[DATA FOR PROCESSING Boundary: Start]

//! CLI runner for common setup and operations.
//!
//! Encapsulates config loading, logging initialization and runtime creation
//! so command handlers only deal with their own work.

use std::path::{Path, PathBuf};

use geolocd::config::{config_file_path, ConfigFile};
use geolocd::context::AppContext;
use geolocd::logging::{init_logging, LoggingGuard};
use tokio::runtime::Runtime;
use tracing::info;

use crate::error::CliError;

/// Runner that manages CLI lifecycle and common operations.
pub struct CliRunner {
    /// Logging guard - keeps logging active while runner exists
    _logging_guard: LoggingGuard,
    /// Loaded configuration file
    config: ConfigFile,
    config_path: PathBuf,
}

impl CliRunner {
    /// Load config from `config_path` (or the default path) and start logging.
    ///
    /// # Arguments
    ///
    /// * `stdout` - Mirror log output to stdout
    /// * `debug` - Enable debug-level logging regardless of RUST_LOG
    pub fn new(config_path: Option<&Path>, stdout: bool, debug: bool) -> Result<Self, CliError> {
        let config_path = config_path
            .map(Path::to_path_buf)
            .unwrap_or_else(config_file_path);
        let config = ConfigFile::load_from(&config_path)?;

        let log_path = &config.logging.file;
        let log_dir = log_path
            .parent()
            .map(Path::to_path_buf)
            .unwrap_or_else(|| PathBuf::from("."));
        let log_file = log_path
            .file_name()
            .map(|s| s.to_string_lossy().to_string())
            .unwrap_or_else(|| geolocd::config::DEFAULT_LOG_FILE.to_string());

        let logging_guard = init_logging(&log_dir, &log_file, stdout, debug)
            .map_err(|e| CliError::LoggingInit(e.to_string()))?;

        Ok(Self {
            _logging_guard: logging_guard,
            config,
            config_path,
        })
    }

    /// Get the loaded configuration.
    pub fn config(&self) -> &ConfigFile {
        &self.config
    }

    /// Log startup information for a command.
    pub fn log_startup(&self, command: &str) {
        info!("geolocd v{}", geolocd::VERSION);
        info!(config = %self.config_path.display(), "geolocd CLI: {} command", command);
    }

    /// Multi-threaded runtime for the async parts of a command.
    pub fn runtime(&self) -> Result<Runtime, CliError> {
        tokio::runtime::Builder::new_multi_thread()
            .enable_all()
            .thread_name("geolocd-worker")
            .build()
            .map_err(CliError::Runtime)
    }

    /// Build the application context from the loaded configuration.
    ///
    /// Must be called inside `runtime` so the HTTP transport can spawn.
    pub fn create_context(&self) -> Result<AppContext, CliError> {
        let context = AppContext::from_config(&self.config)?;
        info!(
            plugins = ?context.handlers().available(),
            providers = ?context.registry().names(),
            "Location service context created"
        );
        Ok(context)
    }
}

[DATA FOR PROCESSING Boundary: End]
[DATA FOR PROCESSING Boundary: Start]

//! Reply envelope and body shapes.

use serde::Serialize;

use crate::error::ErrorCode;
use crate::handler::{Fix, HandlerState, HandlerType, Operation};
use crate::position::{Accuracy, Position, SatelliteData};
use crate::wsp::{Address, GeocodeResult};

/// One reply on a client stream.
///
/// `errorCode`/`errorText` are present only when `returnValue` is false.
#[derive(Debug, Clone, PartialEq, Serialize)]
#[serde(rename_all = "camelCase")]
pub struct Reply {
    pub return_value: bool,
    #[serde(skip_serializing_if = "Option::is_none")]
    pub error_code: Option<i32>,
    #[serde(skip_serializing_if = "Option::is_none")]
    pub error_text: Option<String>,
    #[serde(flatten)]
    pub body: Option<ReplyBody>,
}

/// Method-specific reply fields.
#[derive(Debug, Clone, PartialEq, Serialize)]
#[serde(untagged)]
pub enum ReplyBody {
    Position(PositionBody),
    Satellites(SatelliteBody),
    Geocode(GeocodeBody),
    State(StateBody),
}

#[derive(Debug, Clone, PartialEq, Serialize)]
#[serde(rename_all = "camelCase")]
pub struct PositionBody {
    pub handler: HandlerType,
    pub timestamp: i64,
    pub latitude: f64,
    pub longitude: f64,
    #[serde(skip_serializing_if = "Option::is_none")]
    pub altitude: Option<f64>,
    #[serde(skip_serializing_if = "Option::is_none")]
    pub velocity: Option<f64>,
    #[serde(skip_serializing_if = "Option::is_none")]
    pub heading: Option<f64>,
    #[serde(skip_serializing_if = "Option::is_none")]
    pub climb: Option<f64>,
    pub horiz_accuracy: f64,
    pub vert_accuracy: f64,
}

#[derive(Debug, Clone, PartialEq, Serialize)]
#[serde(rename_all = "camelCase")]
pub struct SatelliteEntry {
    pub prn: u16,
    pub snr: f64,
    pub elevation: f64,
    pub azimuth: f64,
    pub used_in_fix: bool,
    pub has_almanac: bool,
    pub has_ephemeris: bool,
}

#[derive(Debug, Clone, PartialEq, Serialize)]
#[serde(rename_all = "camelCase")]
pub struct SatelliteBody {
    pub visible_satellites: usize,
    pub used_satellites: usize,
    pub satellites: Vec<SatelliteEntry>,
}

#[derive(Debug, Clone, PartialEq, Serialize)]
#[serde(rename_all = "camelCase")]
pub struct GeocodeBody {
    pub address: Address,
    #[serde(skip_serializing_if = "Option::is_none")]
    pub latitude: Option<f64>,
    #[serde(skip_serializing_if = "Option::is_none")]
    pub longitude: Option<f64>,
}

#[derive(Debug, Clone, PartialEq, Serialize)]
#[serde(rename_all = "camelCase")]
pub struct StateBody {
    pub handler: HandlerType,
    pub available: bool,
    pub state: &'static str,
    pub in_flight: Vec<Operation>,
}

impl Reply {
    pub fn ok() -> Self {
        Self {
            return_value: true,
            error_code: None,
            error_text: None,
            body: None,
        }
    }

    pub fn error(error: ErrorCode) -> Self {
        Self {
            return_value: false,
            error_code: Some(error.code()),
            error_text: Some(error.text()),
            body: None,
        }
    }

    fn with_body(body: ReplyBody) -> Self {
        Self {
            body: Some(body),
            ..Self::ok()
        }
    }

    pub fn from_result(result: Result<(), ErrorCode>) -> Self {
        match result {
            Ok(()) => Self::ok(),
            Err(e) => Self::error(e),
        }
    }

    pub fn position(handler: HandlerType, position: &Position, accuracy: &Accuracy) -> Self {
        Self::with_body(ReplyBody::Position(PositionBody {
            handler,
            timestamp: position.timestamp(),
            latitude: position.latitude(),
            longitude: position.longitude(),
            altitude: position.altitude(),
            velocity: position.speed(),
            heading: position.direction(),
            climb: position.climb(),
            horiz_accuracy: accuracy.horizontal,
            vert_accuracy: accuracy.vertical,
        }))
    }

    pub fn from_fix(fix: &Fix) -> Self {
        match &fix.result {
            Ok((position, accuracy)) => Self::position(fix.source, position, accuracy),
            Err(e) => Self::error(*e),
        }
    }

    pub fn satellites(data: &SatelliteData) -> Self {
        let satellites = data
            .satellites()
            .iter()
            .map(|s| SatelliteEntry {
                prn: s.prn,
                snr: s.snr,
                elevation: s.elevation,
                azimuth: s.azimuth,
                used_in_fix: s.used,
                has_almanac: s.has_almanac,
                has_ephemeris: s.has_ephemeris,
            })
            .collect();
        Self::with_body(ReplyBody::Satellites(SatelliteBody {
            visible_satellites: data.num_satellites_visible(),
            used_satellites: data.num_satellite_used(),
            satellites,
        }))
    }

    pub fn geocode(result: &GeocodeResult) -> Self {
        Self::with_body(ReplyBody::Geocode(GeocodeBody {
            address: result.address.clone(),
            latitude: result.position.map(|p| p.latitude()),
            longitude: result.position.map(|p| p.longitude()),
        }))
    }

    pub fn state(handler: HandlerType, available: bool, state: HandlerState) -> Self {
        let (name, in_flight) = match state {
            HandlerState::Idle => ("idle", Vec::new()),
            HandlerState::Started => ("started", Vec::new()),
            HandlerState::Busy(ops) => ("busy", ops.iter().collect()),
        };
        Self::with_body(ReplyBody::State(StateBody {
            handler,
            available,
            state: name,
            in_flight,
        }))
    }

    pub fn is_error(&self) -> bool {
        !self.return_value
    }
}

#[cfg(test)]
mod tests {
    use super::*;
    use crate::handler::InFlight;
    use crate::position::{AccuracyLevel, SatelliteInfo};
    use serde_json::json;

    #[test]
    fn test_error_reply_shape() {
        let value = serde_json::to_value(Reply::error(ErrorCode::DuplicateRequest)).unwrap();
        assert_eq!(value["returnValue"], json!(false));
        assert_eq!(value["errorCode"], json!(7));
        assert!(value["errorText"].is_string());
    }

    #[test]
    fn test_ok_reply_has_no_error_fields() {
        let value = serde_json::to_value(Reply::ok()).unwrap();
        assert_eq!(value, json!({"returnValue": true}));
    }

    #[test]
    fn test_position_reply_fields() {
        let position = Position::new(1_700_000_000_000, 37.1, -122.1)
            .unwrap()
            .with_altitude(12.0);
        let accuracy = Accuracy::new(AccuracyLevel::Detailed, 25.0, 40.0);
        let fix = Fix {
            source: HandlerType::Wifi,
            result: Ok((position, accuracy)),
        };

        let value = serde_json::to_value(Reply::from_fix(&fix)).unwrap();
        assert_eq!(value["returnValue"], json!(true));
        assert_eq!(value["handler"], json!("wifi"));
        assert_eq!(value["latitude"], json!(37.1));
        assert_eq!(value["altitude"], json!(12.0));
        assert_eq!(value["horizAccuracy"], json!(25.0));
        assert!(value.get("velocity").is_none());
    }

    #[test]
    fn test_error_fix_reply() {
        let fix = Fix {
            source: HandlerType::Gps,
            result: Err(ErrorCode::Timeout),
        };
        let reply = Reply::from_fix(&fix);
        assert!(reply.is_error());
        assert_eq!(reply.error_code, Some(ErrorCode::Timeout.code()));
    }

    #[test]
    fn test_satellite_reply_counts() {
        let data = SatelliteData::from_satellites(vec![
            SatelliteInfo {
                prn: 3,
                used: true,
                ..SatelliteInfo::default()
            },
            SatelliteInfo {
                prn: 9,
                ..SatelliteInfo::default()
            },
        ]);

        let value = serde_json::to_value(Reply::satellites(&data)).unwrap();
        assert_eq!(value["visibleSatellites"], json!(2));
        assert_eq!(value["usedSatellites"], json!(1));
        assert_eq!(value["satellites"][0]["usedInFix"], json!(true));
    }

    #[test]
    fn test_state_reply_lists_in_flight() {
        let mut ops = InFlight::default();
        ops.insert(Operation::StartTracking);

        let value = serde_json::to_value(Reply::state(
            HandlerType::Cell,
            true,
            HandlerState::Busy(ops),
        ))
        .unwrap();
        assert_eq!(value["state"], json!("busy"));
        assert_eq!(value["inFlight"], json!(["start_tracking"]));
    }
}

[DATA FOR PROCESSING Boundary: End]

### ASSIGNMENT
Keeping every character as it is, restate the lines above that run from the line with "setup and operations." through the line with "pub struct CliRunner", both included, and nothing else.

### WRITTEN RESPONSE
//! CLI runner for common setup and operations.
//!
//! Encapsulates config loading, logging initialization and runtime creation
//! so command handlers only deal with their own work.

use std::path::{Path, PathBuf};

use geolocd::config::{config_file_path, ConfigFile};
use geolocd::context::AppContext;
use geolocd::logging::{init_logging, LoggingGuard};
use tokio::runtime::Runtime;
use tracing::info;

use crate::error::CliError;

/// Runner that manages CLI lifecycle and common operations.
pub struct CliRunner {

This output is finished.